1.1 Cardiac pacemakers and electric stimulators
In the field of medical care electric simulators are of common use. In this section two of the most common and important electric stimulator devices used to detect and correct arrhythmias are high-current simulators such as, cardiac defibrillators and the low-current simulators such as the cardiac pacemakers and of the
The purpose of the cardiac pacemakers is to maintain the natural heartrate. It can work to provide aid to first degree, second degree and third-degree heart block. This electric simulator which produces electric pulses (synchronized with the heart’s pulse rate) in specific period, delivered through the electrodes; which are situated in the inner lining of the heart, hence regulating the heartbeat. Two of the types of these artificial cardiac pacemakers are asynchronous and synchronous.
The asynchronous pacemaker (running at the uniform rate of 70-90bpm) maintains a constant heart rate, meaning the electric impulses are delivered at a constant rate. Whereas synchronous pacemakers usually provide the heartrate when required by the patient; demand pacemaker provides a heartrate of 60-90bpm, which has a feedback and reset mechanism and is on a standby mode whenever the heart is functioning normally.
Another type which is called the atrial-synchronous pacemaker uses an atrial electrode to detect atrial contraction, use ventricular electrodes to stimulate the ventricle synchronized with the atrial contraction. Combination of atrial and demand synchronous pacemakers (operate as a demand-pacemaker if no atrial conduction occurs) and a rate responsive pacemaker (programmed to control the pulse generator using various physiological variables measured by implanted sensors).
A primary battery (lithium iodide: 2.8V, open circuit voltage and high source resistance) is used as a source to provide power to the device. The oscillator in the device basically provides the pulse rate produced in the circuit and delivered through the electrodes.
The oscillators use either a quartz crystal or microprocessors which are the part of the timing circuit (logic circuits) which is basically a free running oscillator running at the rate of 60-150bpm.
The output circuit is the main part which generates actual electric stimulus being applied to the heart through triggering from the timing circuit. Hence providing a constant voltage-amplitude impulse of 5.0-5.5V at 500-600 s or providing a constant current of 8 to 10 mA at 1.0-1.2 ms. The packaging which is the most important part; is sealed is electrically lasered or welding.
Figure 1.1 Block diagram of a rate-responsive pacemaker
There are some limitations on the use of synchronous cardiac pacemakers, especially when the patient is near electromagnetic fields of great strength, such as those produced by nearby microwave ovens, powerful radio transmitters, and radar stations. Discuss these limitations and describe the mechanisms involved.
Lead wires and electrodes
To carry the electric impulses from the circuit to the device, lead wires are used due to good electrical conductivity.

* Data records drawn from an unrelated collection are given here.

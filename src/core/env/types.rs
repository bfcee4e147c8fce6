// procenv: process environment derivation and executable lookup
//
// SPDX-FileCopyrightText: 2026 Romeo Ahmed
// SPDX-License-Identifier: GPL-3.0-or-later

//! Types shared by the environment store.
//!
//! ```text
//! EnvMode:  Inherit | Cleanup   (how a store is seeded)
//! PathCase: Sensitive | Insensitive
//!           native(): Insensitive on Windows (PATH == Path == path)
//! LIST_SEPARATOR: ';' on Windows, ':' elsewhere
//! ```

use serde::{Deserialize, Serialize};

/// Separator between entries of list-valued variables such as `PATH`.
pub const LIST_SEPARATOR: char = if cfg!(windows) { ';' } else { ':' };

/// How an [`EnvStore`](super::store::EnvStore) is seeded from the host.
#[derive(Debug, Clone, Copy, PartialEq, Eq, Default, Serialize, Deserialize)]
#[serde(rename_all = "lowercase")]
pub enum EnvMode {
    /// Copy the full host environment (default).
    #[default]
    Inherit,
    /// Copy only allow-listed variables and use a fixed system PATH.
    Cleanup,
}

impl std::fmt::Display for EnvMode {
    fn fmt(&self, f: &mut std::fmt::Formatter<'_>) -> std::fmt::Result {
        match self {
            Self::Inherit => write!(f, "inherit"),
            Self::Cleanup => write!(f, "cleanup"),
        }
    }
}

/// Equality rule for directory strings in a search list.
#[derive(Debug, Clone, Copy, PartialEq, Eq)]
pub enum PathCase {
    /// Byte-exact comparison (POSIX filesystems).
    Sensitive,
    /// ASCII case-insensitive comparison (Windows filesystems).
    Insensitive,
}

impl PathCase {
    /// Returns the rule of the filesystem this binary was built for.
    #[must_use]
    pub const fn native() -> Self {
        if cfg!(windows) {
            Self::Insensitive
        } else {
            Self::Sensitive
        }
    }

    /// Compares two directory strings under this rule.
    ///
    /// Trailing separators are ignored, so `/usr/bin/` matches `/usr/bin`.
    #[must_use]
    pub fn matches(self, a: &str, b: &str) -> bool {
        let (a, b) = (self.trim_dir(a), self.trim_dir(b));
        match self {
            Self::Sensitive => a == b,
            Self::Insensitive => a.eq_ignore_ascii_case(b),
        }
    }

    fn separators(self) -> &'static [char] {
        match self {
            Self::Sensitive => &['/'],
            Self::Insensitive => &['/', '\\'],
        }
    }

    /// Strips trailing separators, keeping roots such as `/` and `C:\`.
    fn trim_dir(self, dir: &str) -> &str {
        let trimmed = dir.trim_end_matches(self.separators());
        if trimmed.is_empty() || trimmed.ends_with(':') {
            let keep = dir.len().min(trimmed.len() + 1);
            &dir[..keep]
        } else {
            trimmed
        }
    }
}

impl Default for PathCase {
    fn default() -> Self {
        Self::native()
    }
}
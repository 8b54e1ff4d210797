use pipeline_core::params::VERIFY_TOLERANCE;
use pipeline_core::{EvaluationRequest, Pipeline};

const X: f32 = 2.0;
const COEFFICIENTS: [f32; 4] = [1.0, 2.0, 3.0, 4.0];
const WORKERS: usize = 4;

/// Evaluate 4*x^3 + 3*x^2 + 2*x + 1 at x = 2 across a four-worker chain,
/// so that every worker owns exactly one term. The pipelined result must
/// match the coordinator's direct evaluation.
fn main() {
    let pipeline = Pipeline::new(WORKERS).expect("worker count should be valid");
    let request = EvaluationRequest::new(X, COEFFICIENTS.to_vec())
        .expect("coefficient list should be non-empty");

    let evaluation = pipeline
        .evaluate(request)
        .expect("evaluation should complete");

    assert_eq!(evaluation.accumulated(), 49.0);
    assert!(
        evaluation.comparison().within(VERIFY_TOLERANCE),
        "pipelined result must match the direct evaluation"
    );

    print!("{evaluation}");
}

Due to the patient’s movements, the mechanical strength of the lead wires is suitable to withstand the movements or motion when the patients move and provide constant heart beating at the same time (due to the electric conductivity).
The insulation of these wires is of great advantage, the electrodes present in the insulation shunts current from the areas where it is not needed. To provide such features these wires are helically interwound (hence minimizing stress and ensuring conductivity if one of the wires ruptures) covered with silicon or polyurethane cylinder.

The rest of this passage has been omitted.